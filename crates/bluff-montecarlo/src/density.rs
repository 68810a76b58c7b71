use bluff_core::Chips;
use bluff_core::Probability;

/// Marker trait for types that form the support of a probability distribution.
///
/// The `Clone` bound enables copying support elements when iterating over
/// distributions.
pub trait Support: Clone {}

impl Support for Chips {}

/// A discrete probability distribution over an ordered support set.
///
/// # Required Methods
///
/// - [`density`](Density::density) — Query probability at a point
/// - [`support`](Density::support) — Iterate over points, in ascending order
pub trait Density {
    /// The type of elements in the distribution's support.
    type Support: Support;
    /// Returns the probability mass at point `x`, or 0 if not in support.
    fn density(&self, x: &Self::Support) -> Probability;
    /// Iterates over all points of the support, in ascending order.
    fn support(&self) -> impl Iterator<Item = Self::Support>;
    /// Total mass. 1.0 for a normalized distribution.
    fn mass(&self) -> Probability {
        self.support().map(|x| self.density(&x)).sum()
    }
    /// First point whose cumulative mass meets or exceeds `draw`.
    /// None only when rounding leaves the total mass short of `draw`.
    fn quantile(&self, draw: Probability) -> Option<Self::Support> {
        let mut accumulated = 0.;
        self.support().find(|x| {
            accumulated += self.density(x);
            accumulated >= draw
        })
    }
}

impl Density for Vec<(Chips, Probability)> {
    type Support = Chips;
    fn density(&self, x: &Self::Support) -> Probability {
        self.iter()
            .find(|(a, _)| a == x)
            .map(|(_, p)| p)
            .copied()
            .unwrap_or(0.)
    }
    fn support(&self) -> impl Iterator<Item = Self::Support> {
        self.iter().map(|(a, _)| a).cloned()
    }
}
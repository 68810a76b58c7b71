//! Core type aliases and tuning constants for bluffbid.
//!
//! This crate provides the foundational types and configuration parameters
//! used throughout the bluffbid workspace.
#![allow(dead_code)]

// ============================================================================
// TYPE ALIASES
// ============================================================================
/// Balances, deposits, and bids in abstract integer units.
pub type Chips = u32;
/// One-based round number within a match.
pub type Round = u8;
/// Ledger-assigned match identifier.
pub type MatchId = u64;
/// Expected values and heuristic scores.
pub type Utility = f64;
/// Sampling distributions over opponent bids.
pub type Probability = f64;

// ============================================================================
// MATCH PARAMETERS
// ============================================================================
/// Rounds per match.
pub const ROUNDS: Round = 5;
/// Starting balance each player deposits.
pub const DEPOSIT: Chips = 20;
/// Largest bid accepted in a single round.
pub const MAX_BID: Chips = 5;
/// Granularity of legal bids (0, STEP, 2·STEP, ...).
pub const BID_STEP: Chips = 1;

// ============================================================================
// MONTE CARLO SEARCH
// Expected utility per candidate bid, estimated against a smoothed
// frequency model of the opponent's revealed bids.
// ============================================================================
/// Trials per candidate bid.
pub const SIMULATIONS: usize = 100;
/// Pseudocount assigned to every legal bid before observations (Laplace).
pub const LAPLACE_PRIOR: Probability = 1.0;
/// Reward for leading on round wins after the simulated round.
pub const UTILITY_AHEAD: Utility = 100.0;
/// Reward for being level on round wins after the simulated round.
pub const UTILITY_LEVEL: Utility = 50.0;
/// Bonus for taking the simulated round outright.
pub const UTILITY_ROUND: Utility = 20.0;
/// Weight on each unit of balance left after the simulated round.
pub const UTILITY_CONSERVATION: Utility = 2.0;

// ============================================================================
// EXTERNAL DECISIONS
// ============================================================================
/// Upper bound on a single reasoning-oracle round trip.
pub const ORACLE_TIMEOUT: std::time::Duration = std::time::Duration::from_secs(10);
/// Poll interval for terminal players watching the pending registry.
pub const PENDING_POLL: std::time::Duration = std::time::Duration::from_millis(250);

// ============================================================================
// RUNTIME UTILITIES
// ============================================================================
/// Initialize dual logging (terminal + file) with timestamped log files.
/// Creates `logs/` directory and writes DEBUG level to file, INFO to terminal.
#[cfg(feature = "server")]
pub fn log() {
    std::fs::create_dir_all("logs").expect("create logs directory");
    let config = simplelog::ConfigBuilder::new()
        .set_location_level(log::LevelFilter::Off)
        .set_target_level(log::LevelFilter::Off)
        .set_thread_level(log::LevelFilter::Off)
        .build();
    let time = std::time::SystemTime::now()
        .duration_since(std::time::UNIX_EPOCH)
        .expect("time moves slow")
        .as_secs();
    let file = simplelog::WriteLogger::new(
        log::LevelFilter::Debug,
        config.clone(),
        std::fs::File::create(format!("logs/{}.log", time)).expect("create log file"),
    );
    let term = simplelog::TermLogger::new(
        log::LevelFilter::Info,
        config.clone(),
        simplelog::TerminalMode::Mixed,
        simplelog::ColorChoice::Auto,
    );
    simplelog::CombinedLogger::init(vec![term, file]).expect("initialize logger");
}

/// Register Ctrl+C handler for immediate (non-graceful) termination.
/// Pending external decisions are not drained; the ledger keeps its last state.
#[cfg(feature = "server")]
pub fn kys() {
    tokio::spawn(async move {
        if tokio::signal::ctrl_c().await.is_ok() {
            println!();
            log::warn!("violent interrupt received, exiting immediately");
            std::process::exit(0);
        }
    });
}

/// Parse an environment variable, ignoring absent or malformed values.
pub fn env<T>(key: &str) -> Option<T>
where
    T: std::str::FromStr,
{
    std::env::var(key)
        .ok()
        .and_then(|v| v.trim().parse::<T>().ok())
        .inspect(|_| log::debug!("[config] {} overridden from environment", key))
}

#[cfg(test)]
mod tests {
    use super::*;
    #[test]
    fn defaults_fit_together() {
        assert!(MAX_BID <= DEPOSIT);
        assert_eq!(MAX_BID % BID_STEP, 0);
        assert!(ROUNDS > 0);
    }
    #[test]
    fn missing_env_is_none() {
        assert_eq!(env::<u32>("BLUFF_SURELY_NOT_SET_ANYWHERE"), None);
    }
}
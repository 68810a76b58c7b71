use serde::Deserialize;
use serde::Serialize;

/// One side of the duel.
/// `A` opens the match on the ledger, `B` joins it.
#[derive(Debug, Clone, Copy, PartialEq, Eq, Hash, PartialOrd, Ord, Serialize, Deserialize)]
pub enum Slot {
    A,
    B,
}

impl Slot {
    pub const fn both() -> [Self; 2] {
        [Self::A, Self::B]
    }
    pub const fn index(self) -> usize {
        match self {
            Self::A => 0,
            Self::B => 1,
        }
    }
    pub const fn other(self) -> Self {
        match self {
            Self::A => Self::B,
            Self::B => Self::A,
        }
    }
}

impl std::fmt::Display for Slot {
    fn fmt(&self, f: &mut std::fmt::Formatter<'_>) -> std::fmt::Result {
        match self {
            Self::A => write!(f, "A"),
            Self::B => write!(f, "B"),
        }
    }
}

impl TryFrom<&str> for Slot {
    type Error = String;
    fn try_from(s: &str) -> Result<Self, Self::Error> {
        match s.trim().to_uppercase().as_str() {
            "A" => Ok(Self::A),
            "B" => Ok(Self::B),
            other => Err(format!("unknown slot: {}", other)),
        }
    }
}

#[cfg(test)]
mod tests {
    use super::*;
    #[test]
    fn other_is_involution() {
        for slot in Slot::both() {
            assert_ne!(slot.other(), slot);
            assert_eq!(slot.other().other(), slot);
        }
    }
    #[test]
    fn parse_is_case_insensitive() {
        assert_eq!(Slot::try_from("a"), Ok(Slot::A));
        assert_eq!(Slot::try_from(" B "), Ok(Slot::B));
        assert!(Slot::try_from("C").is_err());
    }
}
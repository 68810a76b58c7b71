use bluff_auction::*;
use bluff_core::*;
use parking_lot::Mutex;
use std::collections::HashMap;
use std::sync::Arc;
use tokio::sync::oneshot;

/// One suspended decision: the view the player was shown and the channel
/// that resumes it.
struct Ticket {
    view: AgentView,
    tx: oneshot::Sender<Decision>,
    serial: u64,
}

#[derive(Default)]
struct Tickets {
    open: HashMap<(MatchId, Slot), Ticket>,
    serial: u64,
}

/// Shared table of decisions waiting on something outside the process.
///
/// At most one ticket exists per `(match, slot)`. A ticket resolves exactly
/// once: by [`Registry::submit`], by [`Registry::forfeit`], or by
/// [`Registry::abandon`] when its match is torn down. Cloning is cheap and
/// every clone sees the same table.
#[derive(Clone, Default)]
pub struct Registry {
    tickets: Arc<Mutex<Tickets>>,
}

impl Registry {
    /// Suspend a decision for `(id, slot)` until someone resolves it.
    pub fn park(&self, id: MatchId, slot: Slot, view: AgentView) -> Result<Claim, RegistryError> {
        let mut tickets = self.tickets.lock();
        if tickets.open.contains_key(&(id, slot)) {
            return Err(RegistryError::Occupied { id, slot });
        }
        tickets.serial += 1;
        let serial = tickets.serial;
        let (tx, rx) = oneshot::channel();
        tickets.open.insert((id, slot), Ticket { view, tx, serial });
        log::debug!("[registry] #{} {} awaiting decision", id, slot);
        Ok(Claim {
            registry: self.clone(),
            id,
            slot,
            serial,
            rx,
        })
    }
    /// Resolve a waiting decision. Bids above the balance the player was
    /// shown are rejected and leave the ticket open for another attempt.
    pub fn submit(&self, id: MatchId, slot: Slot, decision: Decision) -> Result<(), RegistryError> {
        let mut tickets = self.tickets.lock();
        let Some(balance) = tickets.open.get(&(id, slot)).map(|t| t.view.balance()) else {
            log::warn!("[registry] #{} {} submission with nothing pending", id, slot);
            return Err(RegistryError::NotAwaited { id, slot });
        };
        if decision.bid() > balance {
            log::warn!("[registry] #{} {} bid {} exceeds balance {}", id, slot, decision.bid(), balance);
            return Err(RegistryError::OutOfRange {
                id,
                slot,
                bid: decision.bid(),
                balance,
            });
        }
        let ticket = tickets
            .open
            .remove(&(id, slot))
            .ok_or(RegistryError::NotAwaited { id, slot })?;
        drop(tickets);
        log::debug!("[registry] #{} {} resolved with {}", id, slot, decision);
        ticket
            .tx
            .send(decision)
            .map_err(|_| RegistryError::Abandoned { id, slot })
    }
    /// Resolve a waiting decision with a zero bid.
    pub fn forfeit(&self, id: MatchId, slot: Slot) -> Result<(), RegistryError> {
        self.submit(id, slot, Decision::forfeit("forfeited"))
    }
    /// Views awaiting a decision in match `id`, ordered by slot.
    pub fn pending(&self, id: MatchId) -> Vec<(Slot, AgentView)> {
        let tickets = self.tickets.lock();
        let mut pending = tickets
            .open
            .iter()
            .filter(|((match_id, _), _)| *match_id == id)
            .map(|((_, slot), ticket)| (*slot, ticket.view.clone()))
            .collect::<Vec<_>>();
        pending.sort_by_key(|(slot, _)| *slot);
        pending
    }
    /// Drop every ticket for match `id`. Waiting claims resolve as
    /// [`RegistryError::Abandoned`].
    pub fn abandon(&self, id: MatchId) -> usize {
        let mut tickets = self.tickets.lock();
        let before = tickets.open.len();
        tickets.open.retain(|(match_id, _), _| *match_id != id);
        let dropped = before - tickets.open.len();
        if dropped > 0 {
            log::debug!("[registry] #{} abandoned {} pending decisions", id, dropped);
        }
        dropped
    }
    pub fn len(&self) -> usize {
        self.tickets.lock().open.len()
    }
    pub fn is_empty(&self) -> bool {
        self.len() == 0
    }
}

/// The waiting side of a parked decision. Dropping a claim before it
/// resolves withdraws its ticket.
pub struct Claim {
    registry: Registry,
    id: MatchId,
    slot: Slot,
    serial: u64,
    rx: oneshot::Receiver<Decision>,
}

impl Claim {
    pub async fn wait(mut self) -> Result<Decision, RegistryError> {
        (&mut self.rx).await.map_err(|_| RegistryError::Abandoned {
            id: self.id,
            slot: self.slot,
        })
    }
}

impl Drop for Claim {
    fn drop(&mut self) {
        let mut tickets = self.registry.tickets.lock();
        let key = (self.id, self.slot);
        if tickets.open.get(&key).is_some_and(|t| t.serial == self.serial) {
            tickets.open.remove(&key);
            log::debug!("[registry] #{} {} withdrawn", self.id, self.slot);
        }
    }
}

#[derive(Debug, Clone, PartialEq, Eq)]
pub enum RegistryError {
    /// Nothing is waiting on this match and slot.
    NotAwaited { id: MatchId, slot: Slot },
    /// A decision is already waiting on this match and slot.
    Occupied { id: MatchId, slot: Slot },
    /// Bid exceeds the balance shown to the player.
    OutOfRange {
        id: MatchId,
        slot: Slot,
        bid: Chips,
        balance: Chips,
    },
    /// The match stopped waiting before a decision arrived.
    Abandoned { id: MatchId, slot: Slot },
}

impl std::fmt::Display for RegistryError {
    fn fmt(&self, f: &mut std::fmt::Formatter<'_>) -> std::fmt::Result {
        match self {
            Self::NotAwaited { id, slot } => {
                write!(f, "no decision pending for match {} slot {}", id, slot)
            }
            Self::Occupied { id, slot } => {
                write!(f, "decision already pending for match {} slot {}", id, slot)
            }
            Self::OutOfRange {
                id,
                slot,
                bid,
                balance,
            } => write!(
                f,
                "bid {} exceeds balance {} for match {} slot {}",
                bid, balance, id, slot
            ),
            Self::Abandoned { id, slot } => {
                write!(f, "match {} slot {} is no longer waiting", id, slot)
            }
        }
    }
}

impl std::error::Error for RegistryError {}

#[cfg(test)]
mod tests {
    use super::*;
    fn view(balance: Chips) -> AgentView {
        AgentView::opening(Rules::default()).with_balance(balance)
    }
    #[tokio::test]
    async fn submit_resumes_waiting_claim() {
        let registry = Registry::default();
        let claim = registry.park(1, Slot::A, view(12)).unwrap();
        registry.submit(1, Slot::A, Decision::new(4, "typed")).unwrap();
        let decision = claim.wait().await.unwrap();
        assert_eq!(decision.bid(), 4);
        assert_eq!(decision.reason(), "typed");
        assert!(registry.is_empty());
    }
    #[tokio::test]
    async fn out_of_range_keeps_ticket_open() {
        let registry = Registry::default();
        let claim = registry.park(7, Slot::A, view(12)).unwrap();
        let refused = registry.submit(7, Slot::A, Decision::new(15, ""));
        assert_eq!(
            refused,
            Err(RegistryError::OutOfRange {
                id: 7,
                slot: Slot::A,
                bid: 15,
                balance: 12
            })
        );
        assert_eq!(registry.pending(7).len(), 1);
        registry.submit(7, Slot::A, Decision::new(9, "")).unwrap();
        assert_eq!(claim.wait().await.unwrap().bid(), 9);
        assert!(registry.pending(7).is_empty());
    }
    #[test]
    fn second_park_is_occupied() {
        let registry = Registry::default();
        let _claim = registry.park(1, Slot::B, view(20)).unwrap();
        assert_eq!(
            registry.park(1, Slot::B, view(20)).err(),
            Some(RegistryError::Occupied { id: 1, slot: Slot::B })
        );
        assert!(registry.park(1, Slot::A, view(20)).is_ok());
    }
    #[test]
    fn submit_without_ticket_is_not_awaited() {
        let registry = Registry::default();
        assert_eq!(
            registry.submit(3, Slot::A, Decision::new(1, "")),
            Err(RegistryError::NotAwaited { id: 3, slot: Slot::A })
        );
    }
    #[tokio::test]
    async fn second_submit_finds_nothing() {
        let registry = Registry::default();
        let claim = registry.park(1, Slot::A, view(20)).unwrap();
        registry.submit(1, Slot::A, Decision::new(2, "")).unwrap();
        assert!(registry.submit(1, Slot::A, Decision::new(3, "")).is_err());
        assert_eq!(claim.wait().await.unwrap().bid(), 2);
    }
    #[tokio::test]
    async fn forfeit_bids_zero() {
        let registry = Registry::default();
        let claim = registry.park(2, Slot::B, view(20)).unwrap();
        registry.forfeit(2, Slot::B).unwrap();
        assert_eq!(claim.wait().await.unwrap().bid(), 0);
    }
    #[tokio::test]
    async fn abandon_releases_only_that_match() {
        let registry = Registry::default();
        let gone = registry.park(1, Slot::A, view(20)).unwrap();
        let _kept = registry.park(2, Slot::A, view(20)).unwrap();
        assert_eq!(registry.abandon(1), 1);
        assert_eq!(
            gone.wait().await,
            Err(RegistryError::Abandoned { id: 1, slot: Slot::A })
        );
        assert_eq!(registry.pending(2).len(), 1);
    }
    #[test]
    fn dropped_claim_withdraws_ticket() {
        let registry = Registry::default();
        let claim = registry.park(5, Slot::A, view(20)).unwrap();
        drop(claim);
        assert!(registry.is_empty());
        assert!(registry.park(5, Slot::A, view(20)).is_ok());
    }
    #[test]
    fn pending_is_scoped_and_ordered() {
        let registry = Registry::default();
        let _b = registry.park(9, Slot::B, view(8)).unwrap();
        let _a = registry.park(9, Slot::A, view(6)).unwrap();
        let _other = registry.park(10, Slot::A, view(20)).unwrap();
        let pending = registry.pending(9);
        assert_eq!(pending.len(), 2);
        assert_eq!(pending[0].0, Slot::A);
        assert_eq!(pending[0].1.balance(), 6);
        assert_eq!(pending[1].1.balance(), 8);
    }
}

What this task involves => Copy out each line of the data above, exactly, if it lies between the line holding "async fn second_submit_finds_nothing()" and the line holding "registry.forfeit(2, Slot::B).unwrap();", inclusive; copy no other line.

Result for this exercise =>
    async fn second_submit_finds_nothing() {
        let registry = Registry::default();
        let claim = registry.park(1, Slot::A, view(20)).unwrap();
        registry.submit(1, Slot::A, Decision::new(2, "")).unwrap();
        assert!(registry.submit(1, Slot::A, Decision::new(3, "")).is_err());
        assert_eq!(claim.wait().await.unwrap().bid(), 2);
    }
    #[tokio::test]
    async fn forfeit_bids_zero() {
        let registry = Registry::default();
        let claim = registry.park(2, Slot::B, view(20)).unwrap();
        registry.forfeit(2, Slot::B).unwrap();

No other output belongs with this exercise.